Al di la degli aspetti strettamente legati alla medicina, infine, spero di poter vivere la Puglia al meglio, come cittadino, riscoprendola con occhi diversi e magari contribuendo a migliorarla, nel mio piccolo e per quanto sia possibile.

La medicina e i social: come riesci a combinare le due cose? E qual è il tuo rapporto con i social?

Sono sempre stato incuriosito dal mondo della comunicazione e dai social, complice un’indole estroversa e loquace. Ritengo inoltre che un corretto utilizzo di tali mezzi sia molto importante per ogni professionista moderno.

Lungi dal poter sostituire il rapporto umano e l’importanza del momento clinico, essi rappresentano, se ben impiegati, innanzitutto un prezioso strumento di divulgazione, nonché un potenziale ponte tra medico e paziente, facilitando la loro reciproca comprensione, accorciando le distanze e abbattendo molte barriere.

Faccio un piccolo spoiler: vorrei lanciare un progetto personale che unisce la medicina e i la divulgazione online. Ma per il momento non anticipo altro... troverete presto qualche informazione sul mio profilo instagram. Stay Tuned.

Ultima domanda. Come sempre faccio, anche a te chiedo un mini itinerario alla scoperta dei tuoi luoghi del cuore in Puglia. Cosa consigli ai lettori?

Pur vivendo a Lecce, che è una città stupenda e che non ha bisogno di presentazioni, uno dei luoghi più belli della Puglia e a cui sono più legato è certamente l’alto Salento. Per cui vi porterei lì.
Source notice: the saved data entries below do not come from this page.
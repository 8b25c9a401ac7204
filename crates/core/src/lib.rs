//! Core game logic module - pure, deterministic, and testable
//!
//! This module contains the Minesweeper board engine: grid storage, mine
//! placement, adjacency counts, flood reveal, flags, and win/loss/timing state.
//! It has **zero dependencies** on terminal, input, or rendering code, making it:
//!
//! - **Deterministic**: the engine owns its RNG, so the same seed produces the
//!   same layouts (including first-reveal re-rolls)
//! - **Testable**: every rule is reachable through the public operations
//! - **Portable**: the terminal front end only reads [`BoardSnapshot`]s
//!
//! # Module Structure
//!
//! - [`grid`]: bounds-checked row-major 2D storage with 8-neighbourhood lookup
//! - [`placement`]: uniform mine placement and adjacency counts
//! - [`board`]: the [`Board`] engine (cursor, flags, reveal, outcome, clock)
//! - [`snapshot`]: render-ready copies of the board
//!
//! # Game Rules
//!
//! - **First reveal is safe**: if the first reveal of a game lands on a mine,
//!   the layout is regenerated until it does not
//! - **Flood reveal**: revealing a cell with no adjacent mines also reveals its
//!   neighbours, recursively across the connected zero region and its border
//! - **Flags** block reveals, including flood reveals, and never cap at the
//!   mine count
//! - **Win** when every non-mine cell is revealed, **lose** on revealing a mine
//! - **Clock** starts at the first reveal and reads 0 until then
//!
//! # Example
//!
//! ```
//! use tui_minesweeper_core::Board;
//! use tui_minesweeper_types::{Outcome, Visibility};
//!
//! // A 3x3 board with one mine in the corner.
//! let mut board = Board::from_mines(3, 3, &[(2, 2)], 1).unwrap();
//!
//! // (0,0) has no adjacent mines, so one reveal floods every safe cell.
//! board.reveal();
//! assert_eq!(board.revealed_count(), 8);
//! assert_eq!(board.outcome(), Outcome::Won);
//! assert_eq!(board.visibility(2, 2), Some(Visibility::Hidden));
//! ```

pub mod board;
pub mod grid;
pub mod placement;
pub mod snapshot;

pub use tui_minesweeper_types as types;

// Re-export commonly used types for convenience
pub use board::Board;
pub use grid::Grid;
pub use snapshot::{BoardSnapshot, CellSnapshot};
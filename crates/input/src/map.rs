//! Key mapping from terminal events to game actions.

use crate::types::GameAction;
use crossterm::event::{KeyCode, KeyEvent, KeyModifiers};

/// Map keyboard input to game actions.
///
/// Arrow keys, vi keys (`hjkl`) and WASD move the cursor; space or enter
/// reveals; `f` toggles a flag; `q`, escape or Ctrl-C quits. Everything else
/// maps to `None` and is ignored.
pub fn handle_key_event(key: KeyEvent) -> Option<GameAction> {
    if key.modifiers.contains(KeyModifiers::CONTROL) {
        return match key.code {
            KeyCode::Char('c') | KeyCode::Char('C') => Some(GameAction::Quit),
            _ => None,
        };
    }

    match key.code {
        // Movement
        KeyCode::Up | KeyCode::Char('k') | KeyCode::Char('K') | KeyCode::Char('w') | KeyCode::Char('W') => {
            Some(GameAction::MoveUp)
        }
        KeyCode::Down | KeyCode::Char('j') | KeyCode::Char('J') | KeyCode::Char('s') | KeyCode::Char('S') => {
            Some(GameAction::MoveDown)
        }
        KeyCode::Left | KeyCode::Char('h') | KeyCode::Char('H') | KeyCode::Char('a') | KeyCode::Char('A') => {
            Some(GameAction::MoveLeft)
        }
        KeyCode::Right | KeyCode::Char('l') | KeyCode::Char('L') | KeyCode::Char('d') | KeyCode::Char('D') => {
            Some(GameAction::MoveRight)
        }

        // Actions
        KeyCode::Char(' ') | KeyCode::Enter => Some(GameAction::Reveal),
        KeyCode::Char('f') | KeyCode::Char('F') => Some(GameAction::ToggleFlag),

        // Quit
        KeyCode::Char('q') | KeyCode::Char('Q') | KeyCode::Esc => Some(GameAction::Quit),

        _ => None,
    }
}

#[cfg(test)]
mod tests {
    use super::*;
    use crossterm::event::{KeyCode, KeyEvent, KeyModifiers};

    #[test]
    fn test_movement_keys() {
        assert_eq!(
            handle_key_event(KeyEvent::from(KeyCode::Up)),
            Some(GameAction::MoveUp)
        );
        assert_eq!(
            handle_key_event(KeyEvent::from(KeyCode::Down)),
            Some(GameAction::MoveDown)
        );
        assert_eq!(
            handle_key_event(KeyEvent::from(KeyCode::Left)),
            Some(GameAction::MoveLeft)
        );
        assert_eq!(
            handle_key_event(KeyEvent::from(KeyCode::Right)),
            Some(GameAction::MoveRight)
        );

        assert_eq!(
            handle_key_event(KeyEvent::from(KeyCode::Char('k'))),
            Some(GameAction::MoveUp)
        );
        assert_eq!(
            handle_key_event(KeyEvent::from(KeyCode::Char('j'))),
            Some(GameAction::MoveDown)
        );
        assert_eq!(
            handle_key_event(KeyEvent::from(KeyCode::Char('h'))),
            Some(GameAction::MoveLeft)
        );
        assert_eq!(
            handle_key_event(KeyEvent::from(KeyCode::Char('L'))),
            Some(GameAction::MoveRight)
        );
    }

    #[test]
    fn test_action_keys() {
        assert_eq!(
            handle_key_event(KeyEvent::from(KeyCode::Char(' '))),
            Some(GameAction::Reveal)
        );
        assert_eq!(
            handle_key_event(KeyEvent::from(KeyCode::Enter)),
            Some(GameAction::Reveal)
        );
        assert_eq!(
            handle_key_event(KeyEvent::from(KeyCode::Char('f'))),
            Some(GameAction::ToggleFlag)
        );
    }

    #[test]
    fn test_quit_keys() {
        assert_eq!(
            handle_key_event(KeyEvent::from(KeyCode::Char('q'))),
            Some(GameAction::Quit)
        );
        assert_eq!(
            handle_key_event(KeyEvent::from(KeyCode::Esc)),
            Some(GameAction::Quit)
        );
        assert_eq!(
            handle_key_event(KeyEvent::new(KeyCode::Char('c'), KeyModifiers::CONTROL)),
            Some(GameAction::Quit)
        );
    }

    #[test]
    fn test_unmapped_keys_are_ignored() {
        assert_eq!(handle_key_event(KeyEvent::from(KeyCode::Char('x'))), None);
        assert_eq!(handle_key_event(KeyEvent::from(KeyCode::Tab)), None);
        assert_eq!(
            handle_key_event(KeyEvent::new(KeyCode::Char('f'), KeyModifiers::CONTROL)),
            None
        );
    }
}
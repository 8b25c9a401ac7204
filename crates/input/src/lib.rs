//! Terminal input module (engine-facing).
//!
//! This module is intentionally independent of any UI framework. It maps
//! `crossterm` key events into [`crate::types::GameAction`] and defines the
//! [`ActionSource`] seam the session loop polls, with a crossterm-backed
//! implementation and a scripted one for tests.

pub mod map;
pub mod source;

pub use tui_minesweeper_types as types;

pub use map::handle_key_event;
pub use source::{ActionSource, ScriptedSource, TerminalSource};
Scelgo come base Mesagne, la città dove sono nato, che ha un centro storico stupendo (tra l’altro a forma di cuore!), negli ultimi anni molto valorizzato, pieno di monumenti, tra cui numerose chiese, un parco archeologico messapico ed un grande Castello. Il centro è anche ricco di locali dove uscire a cena o dopo cena. Cosa più importante, Mesagne è una città che ha saputo riscattarsi da anni difficili, per cui si respira per le sue strade un’aria di rinascita e di rivincita molto bella.

Per la sua posizione strategica, Mesagne è la base perfetta per andare al mare sia a Torre Guaceto, che è una riserva naturale incontaminata e lontana dalle folle di turisti, sia sulle più note spiagge dello Ionio (Porto Cesareo e Torre Lapillo, tra le più vicine). Obbligatoria una tappa ad Ostuni e varie passeggiate serali tra i borghi della Valle d’Itria, non molto distanti, magari fermandosi a cena per gustare le prelibatezze locali.

Propongo anche un’escursione in bici tra gli ulivi e le tante masserie, che caratterizzano tutto il territorio: tra i punti più caratteristici, la piana degli ulivi di Serranova, dove è possibile ammirare una distesa di esemplari secolari, che sembrano vere opere d’arte.